What you need to do:
Using the data beneath this instruction, retype only the lines from the one that contains "ClientError::Timeout(err)" down to the one that contains "pub fn into_result(self)", both included, exactly as they appear.

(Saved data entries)
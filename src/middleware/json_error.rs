use axum::{
    body::to_bytes,
    extract::Request,
    http::{HeaderMap, StatusCode, header},
    middleware::Next,
    response::{IntoResponse, Response},
};

use crate::response::Envelope;

const MAX_ERROR_BODY_BYTES: usize = 16 * 1024;
const PASSTHROUGH_CONTENT_TYPES: [&str; 3] = ["application/json", "+json", "text/html"];

/// Rewrites plain-text framework errors (unknown route, wrong method, body
/// limits) into the todo envelope, keeping their status code.
///
/// Responses that already carry JSON or HTML, and requests from browsers
/// asking for HTML, are left alone.
pub async fn json_error_middleware(req: Request, next: Next) -> Response {
    let wants_html = header_contains(req.headers(), header::ACCEPT, &["text/html"]);
    let method = req.method().clone();
    let path = req.uri().path().to_owned();
    let response = next.run(req).await;

    let status = response.status();
    if !status.is_client_error() && !status.is_server_error() {
        return response;
    }
    if wants_html || header_contains(response.headers(), header::CONTENT_TYPE, &PASSTHROUGH_CONTENT_TYPES) {
        return response;
    }

    let (parts, body) = response.into_parts();
    let error = match to_bytes(body, MAX_ERROR_BODY_BYTES).await {
        Ok(bytes) => {
            let text = String::from_utf8_lossy(&bytes).trim().to_string();
            if text.is_empty() { reason(status) } else { text }
        }
        Err(_) => reason(status),
    };
    if status.is_server_error() {
        tracing::error!(%method, %path, %status, %error, "request failed");
    } else {
        tracing::debug!(%method, %path, %status, %error, "request rejected");
    }

    let mut rewritten = Envelope::<()>::failure(reason(status), error)
        .with_status(status)
        .into_response();
    for (name, value) in &parts.headers {
        if name != header::CONTENT_TYPE && name != header::CONTENT_LENGTH {
            rewritten.headers_mut().insert(name.clone(), value.clone());
        }
    }
    rewritten
}

fn header_contains(headers: &HeaderMap, name: header::HeaderName, needles: &[&str]) -> bool {
    headers
        .get(name)
        .and_then(|value| value.to_str().ok())
        .map(|value| {
            let value = value.to_ascii_lowercase();
            needles.iter().any(|needle| value.contains(needle))
        })
        .unwrap_or(false)
}

fn reason(status: StatusCode) -> String {
    status
        .canonical_reason()
        .unwrap_or("Request failed")
        .to_string()
}
use anyhow::{Result, bail};

use super::AppConfig;

pub fn validate(cfg: &AppConfig) -> Result<()> {
    let mut errors: Vec<String> = Vec::new();

    if cfg.general.host.trim().is_empty() {
        errors.push("general.host must not be empty".to_string());
    }

    if cfg.logging.rust_log.trim().is_empty() {
        errors.push("logging.rust_log must not be empty".to_string());
    }

    if let Some(database) = cfg.database.as_ref() {
        if database.url.trim().is_empty() {
            errors.push("database.url must not be empty".to_string());
        }

        if database.max_connections == 0 {
            errors.push("database.max_connections must be > 0".to_string());
        }

        if database.min_idle > database.max_connections {
            errors.push(format!(
                "database.min_idle ({}) must be <= database.max_connections ({})",
                database.min_idle, database.max_connections
            ));
        }
    }

    if errors.is_empty() {
        return Ok(());
    }

    bail!("invalid app config:\n- {}", errors.join("\n- "))
}
use tracing::{error, info, warn};

use super::{ClientError, ClientResult, TodoClient};
use crate::models::{CreateTodoRequest, Priority, Todo, TodoId, UpdateTodoRequest};

/// Creation form contents before submission.
#[derive(Debug, Clone, PartialEq, Eq)]
pub struct TodoDraft {
    pub text: String,
    pub priority: Priority,
    pub deadline: String,
}

impl Default for TodoDraft {
    fn default() -> Self {
        Self {
            text: String::new(),
            priority: Priority::High,
            deadline: String::new(),
        }
    }
}

impl TodoDraft {
    fn to_request(&self) -> CreateTodoRequest {
        CreateTodoRequest {
            text: Some(self.text.clone()),
            priority: Some(self.priority.as_str().to_string()),
            deadline: Some(self.deadline.clone()),
            complete: Some(false),
        }
    }
}

/// State behind the todo screen: the fetched list, the creation draft and the
/// record picked for editing or deletion.
///
/// Nothing here is authoritative. Every mutation is followed by a full
/// [`refresh`](Self::refresh), whether or not the mutation succeeded.
pub struct TodoBoard {
    client: TodoClient,
    todos: Vec<Todo>,
    draft: TodoDraft,
    selected: Option<Todo>,
    last_error: Option<String>,
}

impl TodoBoard {
    pub fn new(client: TodoClient) -> Self {
        Self {
            client,
            todos: Vec::new(),
            draft: TodoDraft::default(),
            selected: None,
            last_error: None,
        }
    }

    pub fn todos(&self) -> &[Todo] {
        &self.todos
    }

    pub fn draft(&self) -> &TodoDraft {
        &self.draft
    }

    pub fn draft_mut(&mut self) -> &mut TodoDraft {
        &mut self.draft
    }

    pub fn selected(&self) -> Option<&Todo> {
        self.selected.as_ref()
    }

    pub fn selected_mut(&mut self) -> Option<&mut Todo> {
        self.selected.as_mut()
    }

    pub fn last_error(&self) -> Option<&str> {
        self.last_error.as_deref()
    }

    /// Reloads the list. On failure the error is logged and the list is empty.
    pub async fn refresh(&mut self) {
        match self.client.list().await {
            Ok(todos) => {
                self.todos = todos;
                self.last_error = None;
            }
            Err(err) => {
                if err.is_timeout() {
                    warn!(error = %err, "todo server did not answer in time");
                } else {
                    error!(error = %err, "error fetching todos");
                }
                self.todos.clear();
                self.last_error = Some(err.to_string());
            }
        }
    }

    pub async fn submit_draft(&mut self) -> ClientResult<Todo> {
        let result = self.client.create(&self.draft.to_request()).await;
        if result.is_ok() {
            self.draft = TodoDraft::default();
        }
        self.finish("create", result).await
    }

    pub async fn toggle_complete(&mut self, id: TodoId) -> ClientResult<Todo> {
        let complete = self
            .todos
            .iter()
            .find(|todo| todo.id == id)
            .map(|todo| todo.complete)
            .unwrap_or(false);
        let request = UpdateTodoRequest {
            complete: Some(!complete),
            ..Default::default()
        };
        let result = self.client.update(id, &request).await;
        self.finish("toggle", result).await
    }

    /// Opens the edit/delete confirmation for `id`. Returns false if the
    /// todo is not in the current list.
    pub fn select(&mut self, id: TodoId) -> bool {
        self.selected = self.todos.iter().find(|todo| todo.id == id).cloned();
        self.selected.is_some()
    }

    pub fn cancel(&mut self) {
        self.selected = None;
    }

    /// Sends the selected record's text, priority and deadline.
    pub async fn save_edit(&mut self) -> ClientResult<Todo> {
        let selected = self.take_selected()?;
        let request = UpdateTodoRequest {
            text: Some(selected.text),
            priority: Some(selected.priority.as_str().to_string()),
            deadline: Some(selected.deadline.to_string()),
            complete: None,
        };
        let result = self.client.update(selected.id, &request).await;
        self.finish("edit", result).await
    }

    pub async fn confirm_delete(&mut self) -> ClientResult<()> {
        let selected = self.take_selected()?;
        let result = self.client.delete(selected.id).await;
        self.finish("delete", result).await
    }

    fn take_selected(&mut self) -> ClientResult<Todo> {
        self.selected.take().ok_or(ClientError::NothingSelected)
    }

    async fn finish<T>(&mut self, action: &'static str, result: ClientResult<T>) -> ClientResult<T> {
        match &result {
            Ok(_) => info!(action, "todo saved"),
            Err(err) => error!(action, error = %err, "todo request failed"),
        }
        self.refresh().await;
        result
    }
}
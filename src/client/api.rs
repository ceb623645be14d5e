use reqwest::{
    Client, Method, RequestBuilder, StatusCode, Url,
    header::{CONTENT_TYPE, HeaderMap, HeaderValue},
};
use serde::de::DeserializeOwned;

use super::ClientConfig;
use crate::{
    models::{CreateTodoRequest, Todo, TodoId, UpdateTodoRequest},
    response::Envelope,
};

const TODOS_PATH: &str = "api/todos";

pub type ClientResult<T> = Result<T, ClientError>;

#[derive(Debug, thiserror::Error)]
pub enum ClientError {
    #[error("invalid base url '{url}': {reason}")]
    InvalidBaseUrl { url: String, reason: String },
    #[error("request timed out: {0}")]
    Timeout(#[source] reqwest::Error),
    #[error("request failed: {0}")]
    Transport(#[source] reqwest::Error),
    #[error("server answered {status} with a body that is not an envelope: {source}")]
    InvalidResponse {
        status: StatusCode,
        source: serde_json::Error,
    },
    #[error("{message}: {}", .error.as_deref().unwrap_or("no details"))]
    Api {
        message: String,
        error: Option<String>,
    },
    #[error("{0} response carried no data")]
    MissingData(&'static str),
    #[error("no todo is selected")]
    NothingSelected,
}

impl ClientError {
    pub fn is_timeout(&self) -> bool {
        matches!(self, ClientError::Timeout(_))
    }
}

impl From<reqwest::Error> for ClientError {
    fn from(err: reqwest::Error) -> Self {
        if err.is_timeout() {
            ClientError::Timeout(err)
        } else {
            ClientError::Transport(err)
        }
    }
}

impl<T> Envelope<T> {
    /// Failure envelopes become [`ClientError::Api`]; success yields `data`.
    pub fn into_result(self) -> ClientResult<Option<T>> {
        if self.success {
            Ok(self.data)
        } else {
            Err(ClientError::Api {
                message: self.message,
                error: self.error,
            })
        }
    }
}

/// HTTP client for the todo API. No call is ever retried.
#[derive(Clone)]
pub struct TodoClient {
    http: Client,
    base_url: Url,
}

impl TodoClient {
    pub fn new(cfg: ClientConfig) -> ClientResult<Self> {
        let mut raw = cfg.base_url.trim().to_string();
        if !raw.ends_with('/') {
            raw.push('/');
        }
        let base_url = Url::parse(&raw).map_err(|err| ClientError::InvalidBaseUrl {
            url: cfg.base_url.clone(),
            reason: err.to_string(),
        })?;

        let mut headers = HeaderMap::new();
        headers.insert(CONTENT_TYPE, HeaderValue::from_static("application/json"));
        let http = Client::builder()
            .timeout(cfg.request_timeout)
            .default_headers(headers)
            .build()?;

        Ok(Self { http, base_url })
    }

    pub fn base_url(&self) -> &Url {
        &self.base_url
    }

    pub async fn list(&self) -> ClientResult<Vec<Todo>> {
        let envelope: Envelope<Vec<Todo>> = self.send(self.request(Method::GET, None)?).await?;
        Ok(envelope.into_result()?.unwrap_or_default())
    }

    pub async fn create(&self, request: &CreateTodoRequest) -> ClientResult<Todo> {
        let builder = self.request(Method::POST, None)?.json(request);
        let envelope: Envelope<Todo> = self.send(builder).await?;
        envelope.into_result()?.ok_or(ClientError::MissingData("create"))
    }

    /// `Ok(None)` when the server has no todo with this id.
    pub async fn get(&self, id: TodoId) -> ClientResult<Option<Todo>> {
        let envelope: Envelope<Option<Todo>> =
            self.send(self.request(Method::GET, Some(id))?).await?;
        Ok(envelope.into_result()?.flatten())
    }

    pub async fn update(&self, id: TodoId, request: &UpdateTodoRequest) -> ClientResult<Todo> {
        let builder = self.request(Method::PATCH, Some(id))?.json(request);
        let envelope: Envelope<Todo> = self.send(builder).await?;
        envelope.into_result()?.ok_or(ClientError::MissingData("update"))
    }

    pub async fn delete(&self, id: TodoId) -> ClientResult<()> {
        let envelope: Envelope<serde_json::Value> =
            self.send(self.request(Method::DELETE, Some(id))?).await?;
        envelope.into_result().map(|_| ())
    }

    fn request(&self, method: Method, id: Option<TodoId>) -> ClientResult<RequestBuilder> {
        let path = match id {
            Some(id) => format!("{TODOS_PATH}/{id}"),
            None => TODOS_PATH.to_string(),
        };
        let url = self
            .base_url
            .join(&path)
            .map_err(|err| ClientError::InvalidBaseUrl {
                url: self.base_url.to_string(),
                reason: err.to_string(),
            })?;
        Ok(self.http.request(method, url))
    }

    async fn send<T>(&self, builder: RequestBuilder) -> ClientResult<Envelope<T>>
    where
        T: DeserializeOwned,
    {
        let response = builder.send().await?;
        let status = response.status();
        let body = response.bytes().await?;
        serde_json::from_slice(&body).map_err(|source| {
            tracing::error!(%status, error = %source, "todo api returned a non-envelope body");
            ClientError::InvalidResponse { status, source }
        })
    }
}

#[cfg(test)]
mod tests {
    use super::{ClientError, TodoClient};
    use crate::{client::ClientConfig, response::Envelope};

    #[test]
    fn base_url_without_trailing_slash_keeps_its_path() {
        let client = TodoClient::new(ClientConfig::new("http://localhost:4000/proxy"))
            .expect("client builds");

        let url = client
            .request(reqwest::Method::GET, None)
            .expect("request builds")
            .build()
            .expect("request is valid")
            .url()
            .clone();
        assert_eq!(url.as_str(), "http://localhost:4000/proxy/api/todos");
    }

    #[test]
    fn invalid_base_url_is_rejected() {
        let err = match TodoClient::new(ClientConfig::new("not a url")) {
            Ok(_) => panic!("base url should be rejected"),
            Err(err) => err,
        };
        assert!(matches!(err, ClientError::InvalidBaseUrl { .. }));
    }

    #[test]
    fn failure_envelope_becomes_api_error() {
        let envelope: Envelope<()> = serde_json::from_str(
            r#"{"success":false,"message":"Todo add failed","data":null,"error":"text is required"}"#,
        )
        .expect("envelope parses");

        match envelope.into_result() {
            Err(ClientError::Api { message, error }) => {
                assert_eq!(message, "Todo add failed");
                assert_eq!(error.as_deref(), Some("text is required"));
            }
            other => panic!("expected api error, got {other:?}"),
        }
    }
}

Result of this exercise:
            ClientError::Timeout(err)
        } else {
            ClientError::Transport(err)
        }
    }
}

impl<T> Envelope<T> {
    /// Failure envelopes become [`ClientError::Api`]; success yields `data`.
    pub fn into_result(self) -> ClientResult<Option<T>> {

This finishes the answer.